CRÍTICAMUSICAL
Orfebrería musical
Me encanta este tipo. Desde que lo descubrí haciendo de escudero para el star Gerard Quintana deambulando por libre o en su propia experiencia grupal formando parte de los Very Pomelo, siempre tuve el convencimiento de que me hallaba ante un verdadero outsider y que cuando estallase, podían empezar a temblar los cimientos del pop-rock en catalán. Y es que no sé si el hecho de beber agua de ese Ebro nuclear que rodea su Flix natal ha obrado en su ADN musical algún milagro inexplicable en forma de talento excepcional.
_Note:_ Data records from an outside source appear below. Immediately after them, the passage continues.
//! Konoha Village - 3D portfolio explorer
//!
//! Walk between buildings to read about education, work and projects.
//! Movement, collision, camera and mini-map math come from
//! `portfolio::village`; this binary only renders and forwards input.

mod game;
mod ui;

use bevy::prelude::*;
use bevy::window::WindowMode;

use portfolio::village::SceneMode;

use game::VillagePlugin;
use ui::UiPlugin;

/// App states, mirrored from the scene gate
#[derive(States, Debug, Clone, Copy, Eq, PartialEq, Hash, Default)]
pub enum AppState {
    #[default]
    Loading,
    SceneActive,
    FallbackActive,
}

impl From<SceneMode> for AppState {
    fn from(mode: SceneMode) -> Self {
        match mode {
            SceneMode::Loading => AppState::Loading,
            SceneMode::SceneActive => AppState::SceneActive,
            SceneMode::FallbackActive(_) => AppState::FallbackActive,
        }
    }
}

fn main() {
    App::new()
        .add_plugins(DefaultPlugins.set(WindowPlugin {
            primary_window: Some(Window {
                title: "Konoha Village".into(),
                resolution: (1280., 720.).into(),
                mode: WindowMode::Windowed,
                ..default()
            }),
            ..default()
        }))
        .init_state::<AppState>()
        .add_plugins((
            VillagePlugin,
            UiPlugin,
        ))
        .run();
}
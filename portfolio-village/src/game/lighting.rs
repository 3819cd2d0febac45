//! Day/night lighting and headlights

use bevy::prelude::*;

use portfolio::village::Theme;

use super::scene::Sun;
use super::{to_bevy, Headlight, Village};

/// Current theme
#[derive(Resource, Default, Debug, Clone, Copy)]
pub struct DayNight {
    pub theme: Theme,
}

impl DayNight {
    /// Flip between day and night.
    pub fn toggle(&mut self) {
        self.theme = self.theme.toggled();
        info!("Switched to {:?}", self.theme);
    }

    pub fn is_night(&self) -> bool {
        self.theme == Theme::Night
    }
}

/// Sky, ambient, sun and headlight visibility for the current theme.
pub fn apply_day_night(
    day_night: Res<DayNight>,
    mut clear_color: ResMut<ClearColor>,
    mut ambient: ResMut<AmbientLight>,
    mut suns: Query<&mut DirectionalLight, With<Sun>>,
    mut headlights: Query<&mut Visibility, With<Headlight>>,
) {
    if !day_night.is_changed() {
        return;
    }

    let night = day_night.is_night();
    clear_color.0 = if night {
        Color::srgb(0.02, 0.02, 0.08)
    } else {
        Color::srgb(0.53, 0.81, 0.92)
    };
    ambient.brightness = if night { 60.0 } else { 400.0 };
    for mut sun in suns.iter_mut() {
        sun.illuminance = if night { 400.0 } else { 10_000.0 };
    }
    for mut visibility in headlights.iter_mut() {
        *visibility = if night { Visibility::Inherited } else { Visibility::Hidden };
    }
}

/// Point the headlights ahead of the player.
pub fn aim_headlights(
    village: Res<Village>,
    day_night: Res<DayNight>,
    mut headlights: Query<(&Headlight, &mut Transform)>,
) {
    if !day_night.is_night() {
        return;
    }

    let snapshot = village.controller.state();
    let targets = village.rig.headlight_targets(&snapshot);
    let origin = to_bevy(snapshot.position) + Vec3::Y;

    for (light, mut transform) in headlights.iter_mut() {
        let Some(target) = targets.get(light.index) else {
            continue;
        };
        *transform = Transform::from_translation(origin).looking_at(to_bevy(*target), Vec3::Y);
    }
}
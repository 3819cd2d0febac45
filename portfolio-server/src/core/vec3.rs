//! 3D Vector
//!
//! Plain `f32` vector used by the village simulation. The village runs inside
//! a render loop on one client, so there is no determinism requirement and
//! ordinary floating-point arithmetic is used throughout.

use std::fmt;
use std::ops::{Add, Mul, Neg, Sub};
use serde::{Deserialize, Serialize};

/// 3D vector with `f32` components.
#[derive(Clone, Copy, PartialEq, Default, Serialize, Deserialize)]
pub struct Vec3 {
    /// X component (east/west)
    pub x: f32,
    /// Y component (up)
    pub y: f32,
    /// Z component (north/south)
    pub z: f32,
}

impl Vec3 {
    /// Zero vector
    pub const ZERO: Self = Self { x: 0.0, y: 0.0, z: 0.0 };

    /// Unit vector pointing +X
    pub const X: Self = Self { x: 1.0, y: 0.0, z: 0.0 };

    /// Unit vector pointing +Y
    pub const Y: Self = Self { x: 0.0, y: 1.0, z: 0.0 };

    /// Unit vector pointing +Z
    pub const Z: Self = Self { x: 0.0, y: 0.0, z: 1.0 };

    /// Create a new vector.
    #[inline]
    pub const fn new(x: f32, y: f32, z: f32) -> Self {
        Self { x, y, z }
    }

    /// Vector on the ground plane (y = 0).
    #[inline]
    pub const fn flat(x: f32, z: f32) -> Self {
        Self { x, y: 0.0, z }
    }

    /// Scale by a scalar.
    #[inline]
    pub fn scale(self, scalar: f32) -> Self {
        Self {
            x: self.x * scalar,
            y: self.y * scalar,
            z: self.z * scalar,
        }
    }

    /// Squared length (avoids sqrt - prefer this for comparisons).
    #[inline]
    pub fn length_squared(self) -> f32 {
        self.x * self.x + self.y * self.y + self.z * self.z
    }

    /// Length (magnitude).
    #[inline]
    pub fn length(self) -> f32 {
        self.length_squared().sqrt()
    }

    /// Distance on the XZ ground plane, ignoring height.
    #[inline]
    pub fn planar_distance(self, x: f32, z: f32) -> f32 {
        ((self.x - x).powi(2) + (self.z - z).powi(2)).sqrt()
    }

    /// Normalize to unit length.
    /// Returns ZERO if length is zero.
    #[inline]
    pub fn normalize(self) -> Self {
        let len = self.length();
        if len == 0.0 {
            return Self::ZERO;
        }
        self.scale(1.0 / len)
    }

    /// Dot product with another vector.
    #[inline]
    pub fn dot(self, other: Self) -> f32 {
        self.x * other.x + self.y * other.y + self.z * other.z
    }

    /// Convert to an array, the layout most render engines take.
    #[inline]
    pub fn to_array(self) -> [f32; 3] {
        [self.x, self.y, self.z]
    }
}

impl Add for Vec3 {
    type Output = Self;
    #[inline]
    fn add(self, rhs: Self) -> Self {
        Self::new(self.x + rhs.x, self.y + rhs.y, self.z + rhs.z)
    }
}

impl Sub for Vec3 {
    type Output = Self;
    #[inline]
    fn sub(self, rhs: Self) -> Self {
        Self::new(self.x - rhs.x, self.y - rhs.y, self.z - rhs.z)
    }
}

impl Mul<f32> for Vec3 {
    type Output = Self;
    #[inline]
    fn mul(self, rhs: f32) -> Self {
        self.scale(rhs)
    }
}

impl Neg for Vec3 {
    type Output = Self;
    #[inline]
    fn neg(self) -> Self {
        Self::new(-self.x, -self.y, -self.z)
    }
}

impl From<[f32; 3]> for Vec3 {
    fn from(v: [f32; 3]) -> Self {
        Self::new(v[0], v[1], v[2])
    }
}

impl fmt::Debug for Vec3 {
    fn fmt(&self, f: &mut fmt::Formatter<'_>) -> fmt::Result {
        write!(f, "Vec3({:.3}, {:.3}, {:.3})", self.x, self.y, self.z)
    }
}

impl fmt::Display for Vec3 {
    fn fmt(&self, f: &mut fmt::Formatter<'_>) -> fmt::Result {
        write!(f, "({:.3}, {:.3}, {:.3})", self.x, self.y, self.z)
    }
}

// =============================================================================
// TESTS
// =============================================================================
//! Info panel visibility.
//!
//! The panel for a location slides in half a second after the location is
//! selected. Switching to another location while the panel is up swaps the
//! content without hiding it.

use super::layout::{location_info, LocationInfo};

/// Delay between selecting a location and showing its panel.
pub const SHOW_DELAY_SECS: f32 = 0.5;

/// Panel state.
#[derive(Clone, Debug, Default)]
pub struct InfoPanel {
    active: Option<&'static str>,
    show_at: Option<f32>,
    visible: bool,
}

impl InfoPanel {
    /// Hidden panel with nothing selected.
    pub fn new() -> Self {
        Self::default()
    }

    /// Select a location (zone entry or a fallback card click).
    pub fn select(&mut self, id: &'static str, now: f32) {
        self.active = Some(id);
        if !self.visible {
            self.show_at = Some(now + SHOW_DELAY_SECS);
        }
    }

    /// Close button.
    pub fn close(&mut self) {
        self.active = None;
        self.show_at = None;
        self.visible = false;
    }

    /// Advance the clock; returns true when the panel just became visible.
    pub fn tick(&mut self, now: f32) -> bool {
        match self.show_at {
            Some(at) if now >= at && self.active.is_some() => {
                self.show_at = None;
                self.visible = true;
                true
            }
            _ => false,
        }
    }

    /// Selected location id.
    pub fn active(&self) -> Option<&'static str> {
        self.active
    }

    /// Content to draw, if the panel is up.
    pub fn content(&self) -> Option<&'static LocationInfo> {
        if !self.visible {
            return None;
        }
        self.active.and_then(location_info)
    }
}

#[cfg(test)]
mod tests {
    use super::*;

    #[test]
    fn test_panel_appears_after_delay() {
        let mut panel = InfoPanel::new();
        panel.select("skills", 1.0);

        assert!(!panel.tick(1.4));
        assert!(panel.content().is_none());

        assert!(panel.tick(1.5));
        assert_eq!(panel.content().map(|info| info.id), Some("skills"));
        assert!(!panel.tick(2.0));
    }

    #[test]
    fn test_switching_location_keeps_panel_up() {
        let mut panel = InfoPanel::new();
        panel.select("skills", 0.0);
        panel.tick(1.0);

        panel.select("projects", 2.0);
        assert_eq!(panel.content().map(|info| info.id), Some("projects"));
    }

    #[test]
    fn test_close_before_delay_cancels() {
        let mut panel = InfoPanel::new();
        panel.select("education", 0.0);
        panel.close();
        assert!(!panel.tick(5.0));
        assert!(panel.active().is_none());
    }
}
Su anterior álbum, el multi-premiado La Rosada, ya fue pródigo en composiciones como de otro planeta, llenas de folk-rock descarnado y con temáticas vitales repletas de desencanto aunque, a la par y en contraposición, portadoras de sorprendentes mensajes optimistas, obteniendo beneplácito tanto crítico como popular. Este Polinèsies de muy reciente cuño no le va a la zaga, encerrando otra colección soberbia de canciones originales donde la poética y sus músicas vuelven a destacar por su alto poder enternecedor y voltaje formal reactivo.
Dotado de ese halo infalible en forma de carisma personal, que hace diferenciarse a los elegidos en cualquier disciplina de la vida sobre el resto de los mortales, su magnitud artística abarca una capacidad brutal para transmitir mensajes junto a su indudable magia melódica y a una no menos reseñable pericia técnica cuando se aferra a la guitarra y la hace gritar.
El resultado práctico: un cofre repleto de joyas como Indomables, Mil antenes, M’ho has d’escriure amb foc, La flor, Riu amunt, Ha quedat clar o Un llamp i un tro, dignas de la mejor orfebrería musical.